Some of the proposed cutbacks are particularly cruel. The budget would eliminate the $5 million Dropout Prevention Program. In another area of the budget, Bush wants to cut off monthly Social Security survivor benefits to 16- and 17-year-olds who drop out of high school. (The budget also calls for eliminating a $255 lump-sum death payment that has been part of Social Security for more than 50 years.)

Bush has requested no funding for the Community Services Block Grant program, a cut of $630 million. CSBG provides services “to alleviate the causes and conditions of poverty in communities” in such areas as employment, education, housing, nutrition, emergency services and health. Low-income individuals receiving assistance include the homeless, migrants and farm workers, the elderly and state-recognized Indian Tribes and tribal organizations. The $79 million Migrant and Seasonal Farmworkers Training Program would also be eliminated.

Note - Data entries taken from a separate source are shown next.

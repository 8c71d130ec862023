//! Timestamp parsing and display formatting.
//!
//! The backend appends a literal `Z` to timestamps that already carry a
//! `+00:00` offset, producing strings like `2025-01-15T10:00:00+00:00Z`.
//! [`parse_timestamp`] strips that artifact before parsing. Naive timestamps
//! (no offset at all) are read as UTC.
//!
//! Two display fallbacks coexist: tables and chart labels render an
//! unparseable timestamp as an empty string, while the task detail header
//! renders `N/A`. Callers pick the one that matches their call site.

use std::borrow::Cow;
use std::sync::LazyLock;

use chrono::{DateTime, Local, NaiveDate, NaiveDateTime, Utc};
use regex::Regex;

/// Trailing `+00:00` with an optional redundant `Z`.
static OFFSET_ARTIFACT_RE: LazyLock<Regex> =
    LazyLock::new(|| Regex::new(r"\+00:00Z?$").expect("offset artifact regex is valid"));

const NAIVE_FORMATS: &[&str] = &[
    "%Y-%m-%dT%H:%M:%S%.f",
    "%Y-%m-%d %H:%M:%S%.f",
    "%Y-%m-%dT%H:%M",
    "%Y-%m-%d %H:%M",
];

/// Placeholder used by the task detail header for missing dates.
pub const NOT_AVAILABLE: &str = "N/A";

/// Replace a trailing `+00:00` / `+00:00Z` with a plain `Z`.
pub fn strip_offset_artifact(raw: &str) -> Cow<'_, str> {
    OFFSET_ARTIFACT_RE.replace(raw, "Z")
}

/// Parse a backend timestamp into UTC. Returns `None` for anything that is
/// not recognisably a date.
pub fn parse_timestamp(raw: &str) -> Option<DateTime<Utc>> {
    let trimmed = raw.trim();
    if trimmed.is_empty() {
        return None;
    }

    let cleaned = strip_offset_artifact(trimmed);

    if let Ok(dt) = DateTime::parse_from_rfc3339(&cleaned) {
        return Some(dt.with_timezone(&Utc));
    }

    let naive = cleaned.trim_end_matches('Z');
    for format in NAIVE_FORMATS {
        if let Ok(dt) = NaiveDateTime::parse_from_str(naive, format) {
            return Some(dt.and_utc());
        }
    }

    NaiveDate::parse_from_str(naive, "%Y-%m-%d")
        .ok()
        .and_then(|date| date.and_hms_opt(0, 0, 0))
        .map(|dt| dt.and_utc())
}

/// Full local date-time for tables and batch labels; empty when the input is
/// missing or unparseable.
pub fn display_timestamp(raw: Option<&str>) -> String {
    raw.and_then(parse_timestamp)
        .map(format_local)
        .unwrap_or_default()
}

/// Same as [`display_timestamp`] but renders [`NOT_AVAILABLE`] instead of an
/// empty string.
pub fn display_timestamp_or_na(raw: Option<&str>) -> String {
    raw.and_then(parse_timestamp)
        .map(format_local)
        .unwrap_or_else(|| NOT_AVAILABLE.to_string())
}

/// Hour and minute in local time, used for timeseries chart labels.
pub fn display_clock(raw: Option<&str>) -> String {
    raw.and_then(parse_timestamp)
        .map(|dt| dt.with_timezone(&Local).format("%H:%M").to_string())
        .unwrap_or_default()
}

fn format_local(dt: DateTime<Utc>) -> String {
    dt.with_timezone(&Local)
        .format("%Y-%m-%d %H:%M:%S")
        .to_string()
}

#[cfg(test)]
mod tests {
    use super::*;
    use chrono::TimeZone;

    fn utc(y: i32, mo: u32, d: u32, h: u32, mi: u32, s: u32) -> DateTime<Utc> {
        Utc.with_ymd_and_hms(y, mo, d, h, mi, s).unwrap()
    }

    #[test]
    fn strips_redundant_offset_suffix() {
        assert_eq!(
            strip_offset_artifact("2025-01-15T10:00:00+00:00Z"),
            "2025-01-15T10:00:00Z"
        );
        assert_eq!(
            strip_offset_artifact("2025-01-15T10:00:00+00:00"),
            "2025-01-15T10:00:00Z"
        );
        assert_eq!(
            strip_offset_artifact("2025-01-15T10:00:00+07:00"),
            "2025-01-15T10:00:00+07:00"
        );
    }

    #[test]
    fn parses_malformed_offset() {
        assert_eq!(
            parse_timestamp("2025-01-15T10:00:00.250000+00:00Z").map(|d| d.timestamp()),
            Some(utc(2025, 1, 15, 10, 0, 0).timestamp())
        );
    }

    #[test]
    fn parses_rfc3339_with_other_offset() {
        assert_eq!(
            parse_timestamp("2025-01-15T17:00:00+07:00"),
            Some(utc(2025, 1, 15, 10, 0, 0))
        );
    }

    #[test]
    fn naive_timestamps_are_utc() {
        assert_eq!(
            parse_timestamp("2025-01-15T10:00:00"),
            Some(utc(2025, 1, 15, 10, 0, 0))
        );
        assert_eq!(
            parse_timestamp("2025-01-15 10:00:00.5"),
            Some(utc(2025, 1, 15, 10, 0, 0) + chrono::Duration::milliseconds(500))
        );
        assert_eq!(
            parse_timestamp("2025-01-15"),
            Some(utc(2025, 1, 15, 0, 0, 0))
        );
    }

    #[test]
    fn garbage_does_not_parse() {
        assert_eq!(parse_timestamp(""), None);
        assert_eq!(parse_timestamp("   "), None);
        assert_eq!(parse_timestamp("yesterday"), None);
        assert_eq!(parse_timestamp("2025-13-45T99:00:00"), None);
    }

    #[test]
    fn display_fallbacks_differ_by_call_site() {
        assert_eq!(display_timestamp(None), "");
        assert_eq!(display_timestamp(Some("not a date")), "");
        assert_eq!(display_timestamp_or_na(None), "N/A");
        assert_eq!(display_timestamp_or_na(Some("not a date")), "N/A");
        assert_eq!(display_clock(Some("not a date")), "");
    }

    #[test]
    fn display_formats_valid_dates() {
        let shown = display_timestamp(Some("2025-01-15T10:00:00Z"));
        assert_eq!(shown.len(), "2025-01-15 10:00:00".len());
        assert_eq!(display_clock(Some("2025-01-15T10:00:00Z")).len(), 5);
    }
}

Funds previously allocated to programs to support basic infrastructure and protect the environment would also be cut back in Bush’s budget. Funding for Amtrak, the struggling national passenger rail system, would be cut by $394 million. In an indication of the administration’s real attitude towards airline safety, $765 million would be slashed from the Federal Aviation Administration’s airport improvement program.

The Department of Agriculture’s watershed protection and flood prevention operations would be gutted, trimming $75 million, along with $270 million for the environmental quality incentives program. The $30 million wildlife habitat incentives program would be eliminated. In the Department of the Interior, $28 million would be cut for land and water conservation fund state recreation grants. By contrast, the budget allocates an increase of $4 billion over the next five years for oil drilling in the Arctic National Wildlife Refuge.

Other major budget reductions include:

* $196 million from local grants for agricultural research

* $50 million from the school construction program of Bureau of Indian Affairs

* $114 million from the Corporation for Public Broadcasting.